### Aim of the task
Only lines containing the string "RelayError" belong in the answer; copy all of them from the entries.

(Dataset entries)
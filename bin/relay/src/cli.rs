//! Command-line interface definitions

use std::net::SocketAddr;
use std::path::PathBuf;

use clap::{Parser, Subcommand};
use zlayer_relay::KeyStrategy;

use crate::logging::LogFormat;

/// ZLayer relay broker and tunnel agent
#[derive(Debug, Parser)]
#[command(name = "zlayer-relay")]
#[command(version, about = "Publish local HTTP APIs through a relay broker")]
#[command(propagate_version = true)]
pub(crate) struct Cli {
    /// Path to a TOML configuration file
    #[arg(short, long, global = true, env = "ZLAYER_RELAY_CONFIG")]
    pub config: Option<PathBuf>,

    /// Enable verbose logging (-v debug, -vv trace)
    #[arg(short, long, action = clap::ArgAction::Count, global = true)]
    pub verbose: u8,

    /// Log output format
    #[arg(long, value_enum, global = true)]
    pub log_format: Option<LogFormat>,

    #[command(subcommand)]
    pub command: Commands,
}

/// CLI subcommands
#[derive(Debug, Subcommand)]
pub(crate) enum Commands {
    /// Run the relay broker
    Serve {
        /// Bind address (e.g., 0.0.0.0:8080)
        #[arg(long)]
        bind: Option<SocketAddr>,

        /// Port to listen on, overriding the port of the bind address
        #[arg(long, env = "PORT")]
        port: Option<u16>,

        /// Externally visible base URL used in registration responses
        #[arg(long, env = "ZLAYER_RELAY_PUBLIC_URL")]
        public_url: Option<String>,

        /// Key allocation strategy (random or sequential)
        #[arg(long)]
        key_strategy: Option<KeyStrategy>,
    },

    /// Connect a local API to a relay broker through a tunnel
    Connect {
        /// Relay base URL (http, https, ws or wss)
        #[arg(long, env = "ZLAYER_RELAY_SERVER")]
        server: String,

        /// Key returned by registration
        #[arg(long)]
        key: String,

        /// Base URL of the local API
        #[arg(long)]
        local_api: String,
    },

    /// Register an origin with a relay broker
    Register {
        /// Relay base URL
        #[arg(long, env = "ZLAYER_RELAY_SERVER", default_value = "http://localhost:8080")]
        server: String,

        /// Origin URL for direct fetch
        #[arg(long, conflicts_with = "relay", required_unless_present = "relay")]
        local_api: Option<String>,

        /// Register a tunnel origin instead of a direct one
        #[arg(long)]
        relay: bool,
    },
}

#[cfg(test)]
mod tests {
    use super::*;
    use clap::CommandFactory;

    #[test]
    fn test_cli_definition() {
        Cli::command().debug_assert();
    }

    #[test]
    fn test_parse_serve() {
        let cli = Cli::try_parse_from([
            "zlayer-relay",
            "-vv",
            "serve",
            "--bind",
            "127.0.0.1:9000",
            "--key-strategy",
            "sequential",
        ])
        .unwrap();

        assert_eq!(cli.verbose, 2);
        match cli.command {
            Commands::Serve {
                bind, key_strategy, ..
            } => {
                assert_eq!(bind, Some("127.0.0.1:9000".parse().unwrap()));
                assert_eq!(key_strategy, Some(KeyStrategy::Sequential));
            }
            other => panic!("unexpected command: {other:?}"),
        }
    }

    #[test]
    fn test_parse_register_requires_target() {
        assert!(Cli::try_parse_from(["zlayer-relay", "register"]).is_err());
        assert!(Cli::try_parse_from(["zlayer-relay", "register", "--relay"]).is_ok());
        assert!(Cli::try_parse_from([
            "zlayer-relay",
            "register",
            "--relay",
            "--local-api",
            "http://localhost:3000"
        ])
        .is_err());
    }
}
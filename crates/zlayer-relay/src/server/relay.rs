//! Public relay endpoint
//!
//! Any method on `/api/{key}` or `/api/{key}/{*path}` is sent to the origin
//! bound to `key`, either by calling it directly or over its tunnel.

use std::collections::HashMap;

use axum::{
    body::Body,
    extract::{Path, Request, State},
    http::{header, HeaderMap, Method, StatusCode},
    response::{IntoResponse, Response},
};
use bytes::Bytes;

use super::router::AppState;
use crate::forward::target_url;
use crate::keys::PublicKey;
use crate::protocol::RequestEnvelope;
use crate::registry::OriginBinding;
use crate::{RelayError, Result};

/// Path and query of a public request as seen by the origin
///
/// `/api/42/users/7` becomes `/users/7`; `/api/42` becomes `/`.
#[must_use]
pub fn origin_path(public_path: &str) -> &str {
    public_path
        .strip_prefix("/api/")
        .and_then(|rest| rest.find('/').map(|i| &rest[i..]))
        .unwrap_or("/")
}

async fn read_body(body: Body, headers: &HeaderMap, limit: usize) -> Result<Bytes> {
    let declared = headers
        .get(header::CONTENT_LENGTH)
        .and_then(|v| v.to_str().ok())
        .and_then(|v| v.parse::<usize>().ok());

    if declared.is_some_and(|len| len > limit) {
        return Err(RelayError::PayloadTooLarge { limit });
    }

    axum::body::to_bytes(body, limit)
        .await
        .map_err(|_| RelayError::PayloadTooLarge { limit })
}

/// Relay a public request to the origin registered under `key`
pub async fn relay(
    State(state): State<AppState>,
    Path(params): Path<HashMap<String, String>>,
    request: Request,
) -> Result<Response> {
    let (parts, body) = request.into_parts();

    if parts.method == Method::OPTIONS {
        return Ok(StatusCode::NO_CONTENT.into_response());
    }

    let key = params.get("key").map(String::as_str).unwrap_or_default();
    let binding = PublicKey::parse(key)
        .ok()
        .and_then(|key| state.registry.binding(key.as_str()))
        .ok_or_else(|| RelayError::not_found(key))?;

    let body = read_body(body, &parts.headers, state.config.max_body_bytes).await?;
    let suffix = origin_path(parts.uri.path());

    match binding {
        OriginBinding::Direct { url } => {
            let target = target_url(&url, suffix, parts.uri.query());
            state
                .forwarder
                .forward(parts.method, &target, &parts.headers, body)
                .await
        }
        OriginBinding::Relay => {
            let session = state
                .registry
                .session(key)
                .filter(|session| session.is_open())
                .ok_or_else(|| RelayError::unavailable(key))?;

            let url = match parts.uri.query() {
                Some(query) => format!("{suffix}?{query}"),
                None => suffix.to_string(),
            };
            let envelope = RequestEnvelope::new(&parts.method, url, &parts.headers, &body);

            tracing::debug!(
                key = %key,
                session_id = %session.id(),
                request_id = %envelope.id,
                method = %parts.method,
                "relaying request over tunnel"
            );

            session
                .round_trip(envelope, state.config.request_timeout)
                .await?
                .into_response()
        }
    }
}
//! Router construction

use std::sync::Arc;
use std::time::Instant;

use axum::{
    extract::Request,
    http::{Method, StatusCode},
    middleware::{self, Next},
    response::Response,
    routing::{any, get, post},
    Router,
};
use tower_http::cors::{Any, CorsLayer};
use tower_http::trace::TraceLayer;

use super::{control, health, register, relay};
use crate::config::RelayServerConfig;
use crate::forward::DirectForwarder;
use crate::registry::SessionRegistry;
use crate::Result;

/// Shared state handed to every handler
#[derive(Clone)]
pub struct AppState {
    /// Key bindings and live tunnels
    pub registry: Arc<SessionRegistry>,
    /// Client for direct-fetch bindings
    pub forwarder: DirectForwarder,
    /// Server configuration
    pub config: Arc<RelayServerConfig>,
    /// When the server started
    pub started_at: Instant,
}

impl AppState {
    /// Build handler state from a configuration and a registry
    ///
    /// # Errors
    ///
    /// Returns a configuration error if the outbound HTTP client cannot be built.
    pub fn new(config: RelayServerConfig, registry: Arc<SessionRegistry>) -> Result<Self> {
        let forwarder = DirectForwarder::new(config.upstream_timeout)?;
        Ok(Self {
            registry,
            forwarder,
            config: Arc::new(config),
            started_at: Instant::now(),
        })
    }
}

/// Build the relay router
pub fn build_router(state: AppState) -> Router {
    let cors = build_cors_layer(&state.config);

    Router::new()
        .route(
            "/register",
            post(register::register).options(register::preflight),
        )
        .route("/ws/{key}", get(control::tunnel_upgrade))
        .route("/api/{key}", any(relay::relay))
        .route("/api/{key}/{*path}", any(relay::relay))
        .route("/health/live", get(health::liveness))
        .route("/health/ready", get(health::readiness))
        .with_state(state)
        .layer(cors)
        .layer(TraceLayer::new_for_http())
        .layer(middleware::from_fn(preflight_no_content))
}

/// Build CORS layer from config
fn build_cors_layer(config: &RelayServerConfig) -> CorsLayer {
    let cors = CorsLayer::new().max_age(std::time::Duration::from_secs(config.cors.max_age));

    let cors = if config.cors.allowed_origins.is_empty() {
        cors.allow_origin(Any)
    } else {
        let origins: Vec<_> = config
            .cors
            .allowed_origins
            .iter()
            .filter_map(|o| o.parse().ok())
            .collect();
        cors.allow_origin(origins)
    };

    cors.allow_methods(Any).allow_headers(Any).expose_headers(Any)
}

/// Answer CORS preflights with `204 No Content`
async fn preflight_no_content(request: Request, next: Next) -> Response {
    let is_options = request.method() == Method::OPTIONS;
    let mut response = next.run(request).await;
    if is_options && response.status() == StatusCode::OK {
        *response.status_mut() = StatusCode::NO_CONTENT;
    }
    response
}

### Output below
use crate::{RelayError, Result};
        return Err(RelayError::PayloadTooLarge { limit });
        .map_err(|_| RelayError::PayloadTooLarge { limit })
        .ok_or_else(|| RelayError::not_found(key))?;
                .ok_or_else(|| RelayError::unavailable(key))?;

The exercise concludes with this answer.